What feedback are you still thinking about? Why?
What feedback doesn’t fit with your project goals or values?
3. Numbered Heads Together: Deepening Understanding (15 minutes)
Place students in groups of four and assign each a number (1–4). Share these discussion prompts, one at a time. Each group discusses the prompt, then you call a number to report out their group’s thinking.
Discussion Prompts:
What patterns do you notice in the types of feedback your group received?
What types of changes are hardest to make? Why?
How do your values help you decide which feedback to use?
Use the board or chart paper to summarize key themes across groups.
4. Iteration Planning: What Will You Revise? (10 minutes)

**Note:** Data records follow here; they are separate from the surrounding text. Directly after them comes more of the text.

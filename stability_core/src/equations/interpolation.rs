//! # Table Interpolation
//!
//! Piecewise-linear lookups over tabulated data (hydrostatic curves, free
//! surface moment tables). The abscissa must be sorted ascending; repeated
//! abscissa values (flat segments in an inverse lookup) are tolerated.

use crate::units::EPS;

/// Linear interpolation between (x0, y0) and (x1, y1).
///
/// A zero-width segment returns `y0`.
#[inline]
pub fn lerp(x0: f64, y0: f64, x1: f64, y1: f64, x: f64) -> f64 {
    let dx = x1 - x0;
    if dx.abs() < EPS {
        return y0;
    }
    y0 + (x - x0) * (y1 - y0) / dx
}

/// Result of a table lookup that may run past the last sample.
#[derive(Debug, Clone, Copy, PartialEq)]
pub struct Lookup {
    /// Interpolated (or extrapolated) value
    pub value: f64,
    /// True when `x` was above the last sample and the value was extrapolated
    pub extrapolated: bool,
}

/// Interpolate `ys` at `x`, clamping to the end values outside the table.
///
/// Returns `None` for an empty table or mismatched lengths.
///
/// # Example
/// ```rust
/// use stability_core::equations::interpolation::interpolate_clamped;
///
/// let xs = [0.0, 1.0, 2.0];
/// let ys = [0.0, 10.0, 30.0];
/// assert_eq!(interpolate_clamped(1.5, &xs, &ys), Some(20.0));
/// assert_eq!(interpolate_clamped(5.0, &xs, &ys), Some(30.0));
/// assert_eq!(interpolate_clamped(-1.0, &xs, &ys), Some(0.0));
/// ```
pub fn interpolate_clamped(x: f64, xs: &[f64], ys: &[f64]) -> Option<f64> {
    if xs.is_empty() || xs.len() != ys.len() {
        return None;
    }
    let last = xs.len() - 1;
    if x <= xs[0] {
        return Some(ys[0]);
    }
    if x >= xs[last] {
        return Some(ys[last]);
    }
    let i = segment_index(x, xs);
    Some(lerp(xs[i], ys[i], xs[i + 1], ys[i + 1], x))
}

/// Interpolate `ys` at `x`; clamp below the first sample and extrapolate
/// linearly from the last two samples above the last one.
///
/// Needs at least two samples; returns `None` otherwise.
///
/// # Example
/// ```rust
/// use stability_core::equations::interpolation::interpolate_extrapolating;
///
/// let xs = [0.0, 1.0, 2.0];
/// let ys = [0.0, 10.0, 20.0];
/// let hit = interpolate_extrapolating(3.0, &xs, &ys).unwrap();
/// assert_eq!(hit.value, 30.0);
/// assert!(hit.extrapolated);
/// ```
pub fn interpolate_extrapolating(x: f64, xs: &[f64], ys: &[f64]) -> Option<Lookup> {
    if xs.len() < 2 || xs.len() != ys.len() {
        return None;
    }
    let last = xs.len() - 1;
    if x <= xs[0] {
        return Some(Lookup {
            value: ys[0],
            extrapolated: false,
        });
    }
    if x > xs[last] {
        // Walk back past flat tail segments so the slope is usable.
        let mut j = last - 1;
        while j > 0 && (xs[last] - xs[j]).abs() < EPS {
            j -= 1;
        }
        return Some(Lookup {
            value: lerp(xs[j], ys[j], xs[last], ys[last], x),
            extrapolated: true,
        });
    }
    let i = segment_index(x, xs);
    Some(Lookup {
        value: lerp(xs[i], ys[i], xs[i + 1], ys[i + 1], x),
        extrapolated: false,
    })
}

/// Index `i` of the segment [xs[i], xs[i+1]] containing `x`.
///
/// Caller guarantees xs[0] < x <= xs[last].
fn segment_index(x: f64, xs: &[f64]) -> usize {
    // First sample >= x; the bracketing segment starts one before it.
    let upper = xs.partition_point(|&v| v < x);
    upper.saturating_sub(1).min(xs.len() - 2)
}

#[cfg(test)]
mod tests {
    use super::*;

    #[test]
    fn test_lerp_midpoint() {
        assert!((lerp(0.0, 0.0, 2.0, 4.0, 1.0) - 2.0).abs() < 1e-12);
        assert_eq!(lerp(1.0, 7.0, 1.0, 9.0, 1.0), 7.0);
    }

    #[test]
    fn test_clamped_exact_samples() {
        let xs = [0.0, 1.0, 2.0, 4.0];
        let ys = [0.0, 1.0, 4.0, 16.0];
        for (x, y) in xs.iter().zip(ys.iter()) {
            assert_eq!(interpolate_clamped(*x, &xs, &ys), Some(*y));
        }
        assert_eq!(interpolate_clamped(3.0, &xs, &ys), Some(10.0));
    }

    #[test]
    fn test_clamped_rejects_bad_tables() {
        assert_eq!(interpolate_clamped(1.0, &[], &[]), None);
        assert_eq!(interpolate_clamped(1.0, &[0.0, 1.0], &[0.0]), None);
        assert_eq!(interpolate_clamped(3.0, &[2.0], &[5.0]), Some(5.0));
    }

    #[test]
    fn test_flat_segment_inverse() {
        // Displacement repeated: inverse lookup lands on the first draft.
        let disp = [0.0, 100.0, 100.0, 200.0];
        let draft = [0.0, 1.0, 1.5, 2.5];
        let hit = interpolate_extrapolating(100.0, &disp, &draft).unwrap();
        assert!((hit.value - 1.0).abs() < 1e-12);
        let hit = interpolate_extrapolating(150.0, &disp, &draft).unwrap();
        assert!((hit.value - 2.0).abs() < 1e-12);
    }

    #[test]
    fn test_extrapolation_flag() {
        let xs = [0.0, 1.0];
        let ys = [0.0, 2.0];
        let inside = interpolate_extrapolating(0.5, &xs, &ys).unwrap();
        assert!(!inside.extrapolated);
        let at_top = interpolate_extrapolating(1.0, &xs, &ys).unwrap();
        assert!(!at_top.extrapolated);
        let above = interpolate_extrapolating(1.5, &xs, &ys).unwrap();
        assert!(above.extrapolated);
        assert!((above.value - 3.0).abs() < 1e-12);
        assert!(interpolate_extrapolating(0.5, &[0.0], &[1.0]).is_none());
    }
}
//! Operational geometry at the solved waterline: propeller immersion,
//! bridge visibility, air draft, freeboard and natural roll period.
//!
//! Each value is `None` when the dimensions it depends on are unknown.

use serde::{Deserialize, Serialize};

use crate::config::HydrostaticSettings;
use crate::equations::stability::{
    air_draft_m, freeboard, propeller_immersion_pct, roll_period_s, visibility_m,
};
use crate::ship::ShipProfile;

/// Waterline geometry the ancillary values are computed from.
#[derive(Debug, Clone, Copy, PartialEq)]
pub struct Waterline {
    pub draft_mean_m: f64,
    pub draft_aft_m: f64,
    pub draft_fwd_m: f64,
    pub trim_m: f64,
    /// Effective GM after free-surface correction
    pub gm_effective_m: f64,
}

/// Ancillary values; `None` means not computable for this ship.
#[derive(Debug, Clone, Copy, Default, PartialEq, Serialize, Deserialize)]
pub struct AncillaryResult {
    /// Propeller immersion (% of diameter)
    pub prop_immersion_pct: Option<f64>,
    /// Bridge visibility to the water ahead (m)
    pub visibility_m: Option<f64>,
    /// Waterline to highest point (m)
    pub air_draft_m: Option<f64>,
    /// Freeboard at the lowest deck point (m)
    pub freeboard_m: Option<f64>,
    /// Natural roll period (s); `None` also when GM_eff ≤ 0
    pub roll_period_s: Option<f64>,
}

/// Evaluate the ancillary geometry at a waterline.
pub fn evaluate(ship: &ShipProfile, wl: &Waterline, settings: &HydrostaticSettings) -> AncillaryResult {
    let prop_immersion_pct = match (ship.prop_centre_m(), ship.prop_diameter_m()) {
        (Some(centre), Some(diameter)) => Some(propeller_immersion_pct(wl.draft_aft_m, centre, diameter)),
        _ => None,
    };

    let visibility = match (ship.length(), ship.bridge_from_ap_m(), ship.bridge_height_m()) {
        (Some(l), Some(x), Some(h)) => Some(visibility_m(l, x, h, wl.draft_fwd_m, wl.trim_m)),
        _ => None,
    };

    AncillaryResult {
        prop_immersion_pct,
        visibility_m: visibility,
        air_draft_m: ship.mast_height_m().map(|h| air_draft_m(h, wl.draft_mean_m)),
        freeboard_m: ship.depth().map(|d| freeboard(d, wl.draft_mean_m, wl.trim_m)),
        roll_period_s: ship.breadth().and_then(|b| {
            roll_period_s(settings.roll_gyration_factor, b, wl.gm_effective_m, settings.gravity_m_s2)
        }),
    }
}

#[cfg(test)]
mod tests {
    use super::*;

    fn waterline() -> Waterline {
        Waterline {
            draft_mean_m: 6.0,
            draft_aft_m: 6.0,
            draft_fwd_m: 6.0,
            trim_m: 0.0,
            gm_effective_m: 1.0,
        }
    }

    #[test]
    fn test_full_ship() {
        let ship = ShipProfile::new("Test").with_dimensions(100.0, 18.0, 9.0, 6.0);
        let r = evaluate(&ship, &waterline(), &HydrostaticSettings::default());
        // Propeller centre 0.45 m, diameter 3 m: fully immersed at 6 m aft
        assert_eq!(r.prop_immersion_pct, Some(100.0));
        assert!((r.visibility_m.unwrap() - 15.0).abs() < 1e-9);
        assert!((r.air_draft_m.unwrap() - 10.2).abs() < 1e-9);
        assert!((r.freeboard_m.unwrap() - 3.0).abs() < 1e-12);
        let expected = 2.0 * std::f64::consts::PI * 0.45 * 18.0 / 9.81_f64.sqrt();
        assert!((r.roll_period_s.unwrap() - expected).abs() < 1e-9);
    }

    #[test]
    fn test_unknown_dimensions() {
        let ship = ShipProfile::new("Blank");
        let r = evaluate(&ship, &waterline(), &HydrostaticSettings::default());
        assert_eq!(r, AncillaryResult::default());
    }

    #[test]
    fn test_negative_gm_has_no_period() {
        let ship = ShipProfile::new("Test").with_dimensions(100.0, 18.0, 9.0, 6.0);
        let wl = Waterline {
            gm_effective_m: -0.2,
            ..waterline()
        };
        let r = evaluate(&ship, &wl, &HydrostaticSettings::default());
        assert!(r.roll_period_s.is_none());
        assert!(r.freeboard_m.is_some());
    }
}
//! # File I/O Module
//!
//! Reads condition files and writes reports:
//! - **Atomic saves**: write to `.tmp`, sync, rename, so an interrupted
//!   write never leaves a truncated report behind
//! - **Version validation**: reject condition files from an incompatible schema
//!
//! Both files are plain JSON.
//!
//! ## Example
//!
//! ```rust,no_run
//! use stability_core::file_io::{load_condition, save_report};
//! use stability_core::pipeline::compute_condition;
//! use std::path::Path;
//!
//! let input = load_condition(Path::new("departure.json"))?;
//! let report = compute_condition(&input)?;
//! save_report(&report, Path::new("departure.report.json"))?;
//! # Ok::<(), stability_core::errors::StabilityError>(())
//! ```

use std::fs::{self, File};
use std::io::{Read, Write};
use std::path::Path;

use serde::Serialize;

use crate::errors::{CalcResult, StabilityError};
use crate::pipeline::{ConditionInput, ConditionReport, SCHEMA_VERSION};

/// Serialize `value` as pretty JSON and write it atomically to `path`.
fn write_json_atomic<T: Serialize>(value: &T, path: &Path) -> CalcResult<()> {
    let json = serde_json::to_string_pretty(value).map_err(|e| StabilityError::SerializationError {
        reason: e.to_string(),
    })?;

    let tmp_path = path.with_extension("json.tmp");

    let mut tmp_file = File::create(&tmp_path).map_err(|e| {
        StabilityError::file_error("create temp file", tmp_path.display().to_string(), e.to_string())
    })?;

    tmp_file.write_all(json.as_bytes()).map_err(|e| {
        StabilityError::file_error("write temp file", tmp_path.display().to_string(), e.to_string())
    })?;

    tmp_file.sync_all().map_err(|e| {
        StabilityError::file_error("sync temp file", tmp_path.display().to_string(), e.to_string())
    })?;

    fs::rename(&tmp_path, path).map_err(|e| {
        let _ = fs::remove_file(&tmp_path);
        StabilityError::file_error("rename to final", path.display().to_string(), e.to_string())
    })?;

    Ok(())
}

/// Save a report as JSON with atomic write semantics.
pub fn save_report(report: &ConditionReport, path: &Path) -> CalcResult<()> {
    write_json_atomic(report, path)?;
    log::info!("report {} written to {}", report.run_id, path.display());
    Ok(())
}

/// Save a condition input as JSON with atomic write semantics.
pub fn save_condition(input: &ConditionInput, path: &Path) -> CalcResult<()> {
    write_json_atomic(input, path)
}

/// Load a condition from a JSON file.
///
/// # Returns
///
/// * `Ok(ConditionInput)` - Successfully loaded
/// * `Err(StabilityError::VersionMismatch)` - File schema is incompatible
/// * `Err(StabilityError::SerializationError)` - Invalid JSON, or a malformed curve table
/// * `Err(StabilityError::FileError)` - I/O error
pub fn load_condition(path: &Path) -> CalcResult<ConditionInput> {
    let mut file = File::open(path)
        .map_err(|e| StabilityError::file_error("open", path.display().to_string(), e.to_string()))?;

    let mut contents = String::new();
    file.read_to_string(&mut contents)
        .map_err(|e| StabilityError::file_error("read", path.display().to_string(), e.to_string()))?;

    let input: ConditionInput =
        serde_json::from_str(&contents).map_err(|e| StabilityError::SerializationError {
            reason: format!("Invalid JSON in {}: {}", path.display(), e),
        })?;

    validate_version(&input.schema_version)?;
    log::debug!("loaded condition '{}' from {}", input.name, path.display());

    Ok(input)
}

/// Validate that a file version is compatible with the current schema.
fn validate_version(file_version: &str) -> CalcResult<()> {
    let mismatch = || StabilityError::VersionMismatch {
        file_version: file_version.to_string(),
        expected_version: SCHEMA_VERSION.to_string(),
    };

    let file_parts: Vec<u32> = file_version
        .split('.')
        .filter_map(|p| p.parse().ok())
        .collect();
    let current_parts: Vec<u32> = SCHEMA_VERSION
        .split('.')
        .filter_map(|p| p.parse().ok())
        .collect();

    if file_parts.is_empty() || current_parts.is_empty() {
        return Err(mismatch());
    }

    // Major version must match
    if file_parts[0] != current_parts[0] {
        return Err(mismatch());
    }

    // 0.x: a newer minor version may carry breaking changes
    if current_parts[0] == 0
        && file_parts.len() > 1
        && current_parts.len() > 1
        && file_parts[1] > current_parts[1]
    {
        return Err(mismatch());
    }

    Ok(())
}

#[cfg(test)]
mod tests {
    use super::*;
    use crate::pipeline::compute_condition;
    use crate::ship::ShipProfile;
    use std::path::PathBuf;

    fn temp_path(name: &str) -> PathBuf {
        std::env::temp_dir().join(format!("trimline_test_{}_{}.json", std::process::id(), name))
    }

    fn input() -> ConditionInput {
        let ship = ShipProfile::new("MV Test").with_dimensions(100.0, 18.0, 9.0, 6.0);
        ConditionInput::new("Departure", ship)
    }

    #[test]
    fn test_condition_round_trip() {
        let path = temp_path("condition");
        save_condition(&input(), &path).unwrap();
        let loaded = load_condition(&path).unwrap();
        assert_eq!(loaded.name, "Departure");
        assert_eq!(loaded.ship.length(), Some(100.0));
        fs::remove_file(&path).ok();
    }

    #[test]
    fn test_atomic_save_leaves_no_tmp_file() {
        let path = temp_path("report");
        let report = compute_condition(&input()).unwrap();
        save_report(&report, &path).unwrap();
        assert!(path.exists());
        assert!(!path.with_extension("json.tmp").exists());
        fs::remove_file(&path).ok();
    }

    #[test]
    fn test_missing_file() {
        let err = load_condition(Path::new("/nonexistent/trimline/condition.json")).unwrap_err();
        assert_eq!(err.error_code(), "FILE_ERROR");
    }

    #[test]
    fn test_invalid_json() {
        let path = temp_path("invalid");
        fs::write(&path, "{ not json").unwrap();
        let err = load_condition(&path).unwrap_err();
        assert_eq!(err.error_code(), "SERIALIZATION_ERROR");
        fs::remove_file(&path).ok();
    }

    #[test]
    fn test_version_validation() {
        assert!(validate_version(SCHEMA_VERSION).is_ok());
        assert!(validate_version("0.0.9").is_ok());
        assert!(validate_version("0.9.0").is_err());
        assert!(validate_version("1.0.0").is_err());
        assert!(validate_version("garbage").is_err());
    }
}
#[cfg(test)]
mod tests {
    use super::*;
    use crate::calculations::{AncillaryResult, StrengthIndicator};
    use crate::errors::StabilityError;
    use crate::hydrostatics::HydrostaticSource;

    fn ship() -> ShipProfile {
        ShipProfile::new("Test").with_dimensions(100.0, 18.0, 9.0, 6.0)
    }

    fn result(gm_eff: f64) -> EquilibriumResult {
        EquilibriumResult {
            displacement_t: 5000.0,
            draft_mean_m: 3.5,
            draft_out_of_table: false,
            trim_m: 0.0,
            trim_applicable: true,
            draft_aft_m: 3.5,
            draft_mid_m: 3.5,
            draft_fwd_m: 3.5,
            heel_deg: 0.0,
            kb_m: 1.7,
            bm_t_m: 10.0,
            bm_l_m: 300.0,
            mct_1cm_tm: 150.0,
            km_m: 11.7,
            kg_m: 11.7 - gm_eff,
            gm_m: gm_eff,
            free_surface_correction_m: 0.0,
            gm_effective_m: gm_eff,
            lcb_m: Some(50.0),
            lcg_m: Some(50.0),
            hydrostatic_source: HydrostaticSource::Formula,
            strength: None,
            ancillary: AncillaryResult::default(),
        }
    }

    fn state() -> LoadingState {
        LoadingState {
            total_mass_t: 5000.0,
            item_count: 1,
            ..Default::default()
        }
    }

    fn run(r: &EquilibriumResult, ship: &ShipProfile, limits: &Limits) -> ValidationReport {
        validate(r, &state(), ship, limits, &[])
    }

    fn active(report: &ValidationReport) -> Vec<&AlarmRecord> {
        report.alarms.iter().filter(|a| a.applicable).collect()
    }

    #[test]
    fn test_good_condition_is_ok() {
        let report = run(&result(1.0), &ship(), &Limits::default());
        assert_eq!(report.status, CalculationStatus::Ok);
        assert!(active(&report).is_empty());
    }

    #[test]
    fn test_gm_low_is_error_with_negative_margin() {
        let limits = Limits {
            min_gm_m: 5.0,
            ..Limits::default()
        };
        let report = run(&result(1.0), &ship(), &limits);
        assert_eq!(report.status, CalculationStatus::Failed);
        let errors: Vec<_> = report.alarms.iter().filter(|a| a.severity == Severity::Error).collect();
        assert_eq!(errors.len(), 1);
        assert_eq!(errors[0].code, "GM_LOW");
        assert!((errors[0].margin.unwrap() + 4.0).abs() < 1e-12);
    }

    #[test]
    fn test_gm_marginal_is_warning() {
        // min 0.15, marginal below 0.225
        let report = run(&result(0.2), &ship(), &Limits::default());
        assert_eq!(report.status, CalculationStatus::Warning);
        assert_eq!(report.with_code("GM_MARGINAL").count(), 1);
        assert!(!report.has_errors());
        assert!(report.has_warnings());
    }

    #[test]
    fn test_trim_excessive() {
        let mut r = result(1.0);
        r.trim_m = -2.5;
        let report = run(&r, &ship(), &Limits::default());
        let alarm = report.with_code("TRIM_EXCESSIVE").next().unwrap();
        assert_eq!(alarm.severity, Severity::Error);
        assert!((alarm.limit.unwrap() - 2.0).abs() < 1e-12);
        assert!((alarm.margin.unwrap() + 0.5).abs() < 1e-12);
    }

    #[test]
    fn test_unknown_length_never_fails_trim() {
        let mut r = result(1.0);
        r.trim_m = 50.0;
        let no_length = ShipProfile::new("Test").with_dimensions(0.0, 18.0, 9.0, 6.0);
        let report = run(&r, &no_length, &Limits::default());
        assert_eq!(report.status, CalculationStatus::Ok);
        let alarm = report.with_code("TRIM_EXCESSIVE").next().unwrap();
        assert_eq!(alarm.severity, Severity::Info);
        assert!(!alarm.applicable);
    }

    #[test]
    fn test_draft_over() {
        let mut r = result(1.0);
        r.draft_mean_m = 6.5;
        let report = run(&r, &ship(), &Limits::default());
        assert_eq!(report.status, CalculationStatus::Failed);
        assert_eq!(report.with_code("DRAFT_OVER").count(), 1);

        let no_design = ShipProfile::new("Test").with_dimensions(100.0, 18.0, 9.0, 0.0);
        let report = run(&r, &no_design, &Limits::default());
        assert_eq!(report.status, CalculationStatus::Ok);
    }

    #[test]
    fn test_zero_weight_is_warning_only() {
        let mut r = result(0.0);
        r.displacement_t = 0.0;
        r.draft_mean_m = 0.0;
        r.draft_aft_m = 0.0;
        r.draft_fwd_m = 0.0;
        let report = validate(&r, &LoadingState::default(), &ship(), &Limits::default(), &[]);
        assert_eq!(report.status, CalculationStatus::Warning);
        assert_eq!(report.with_code("ZERO_WEIGHT").count(), 1);
        assert!(!report.has_errors());
    }

    #[test]
    fn test_strength_warnings() {
        let mut r = result(1.0);
        r.strength = Some(StrengthIndicator {
            eccentricity: 0.45,
            bending_moment_tm: 56_250.0,
            signed_bending_moment_tm: 56_250.0,
            shear_force_t: 450.0,
            design_bending_moment_tm: 50_000.0,
            design_shear_force_t: 500.0,
            bending_moment_pct: 112.5,
            shear_force_pct: 90.0,
            hogging: true,
        });
        let report = run(&r, &ship(), &Limits::default());
        assert_eq!(report.status, CalculationStatus::Warning);
        assert_eq!(report.with_code("BM_OVER").count(), 1);
        assert_eq!(report.with_code("SF_OVER").count(), 0);
    }

    #[test]
    fn test_loading_issues_become_warnings() {
        let issues = vec![
            LoadingIssue::UnknownTank { tank_id: "WB9".into() },
            LoadingIssue::UnknownPen { pen_id: "P9".into() },
            LoadingIssue::InvalidItem {
                error: StabilityError::invalid_weight_item("FW1", "fill fraction 1.2 outside [0, 1]"),
            },
            LoadingIssue::PenOverCapacity {
                pen_id: "P1".into(),
                head_count: 120,
                capacity_head: 100,
            },
        ];
        let report = validate(&result(1.0), &state(), &ship(), &Limits::default(), &issues);
        assert_eq!(report.status, CalculationStatus::Warning);
        for code in ["TANK_UNKNOWN", "PEN_UNKNOWN", "INVALID_WEIGHT", "PEN_OVER_CAPACITY"] {
            assert_eq!(report.with_code(code).count(), 1, "{}", code);
        }
        let pen = report.with_code("PEN_OVER_CAPACITY").next().unwrap();
        assert!((pen.margin.unwrap() + 20.0).abs() < 1e-12);
    }

    #[test]
    fn test_out_of_table_and_emerged_keel() {
        let mut r = result(1.0);
        r.draft_out_of_table = true;
        r.trim_m = 1.0;
        r.draft_mean_m = 0.3;
        r.draft_aft_m = 0.8;
        r.draft_fwd_m = -0.2;
        let report = run(&r, &ship(), &Limits::default());
        assert_eq!(report.with_code("DRAFT_OUT_OF_TABLE").count(), 1);
        assert_eq!(report.with_code("KEEL_EMERGED").count(), 1);
        assert_eq!(report.status, CalculationStatus::Warning);
    }

    #[test]
    fn test_lcg_unresolved_warning() {
        let unresolved = LoadingState {
            lcg_unresolved: true,
            ..state()
        };
        let report = validate(&result(1.0), &unresolved, &ship(), &Limits::default(), &[]);
        assert_eq!(report.with_code("LCG_UNRESOLVED").count(), 1);
    }

    #[test]
    fn test_status_serialization() {
        let json = serde_json::to_string(&CalculationStatus::Ok).unwrap();
        assert_eq!(json, "\"OK\"");
        let back: CalculationStatus = serde_json::from_str("\"WARNING\"").unwrap();
        assert_eq!(back, CalculationStatus::Warning);
    }
}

Distribute the Iteration Planning Sheet.
Students will choose one or two pieces of feedback to act on and describe:
What they will revise or improve
Why this change matters
What values or community needs it reflects
What materials, help, or time they might need to implement it
Encourage students to be concrete (e.g., rewrite a flyer title, redesign a workflow, shift who their project serves).
5. Closing Exit Ticket
Ask students to complete the Lesson 1.9 Exit Ticket
Remind the class that revision is not a sign of failure—it’s a sign of care. Ethical, engaged changemakers revise because they value the work and the people it affects.
Students should save their Iteration Planning Sheet and this exit ticket in their Good Work Portfolio.
Optional Extension – Get Outside Input:
Ask someone outside of class (family member, neighbor, coach, librarian, etc.) what they think of your idea. Share a short version of your project and write down what they found exciting, confusing, or helpful.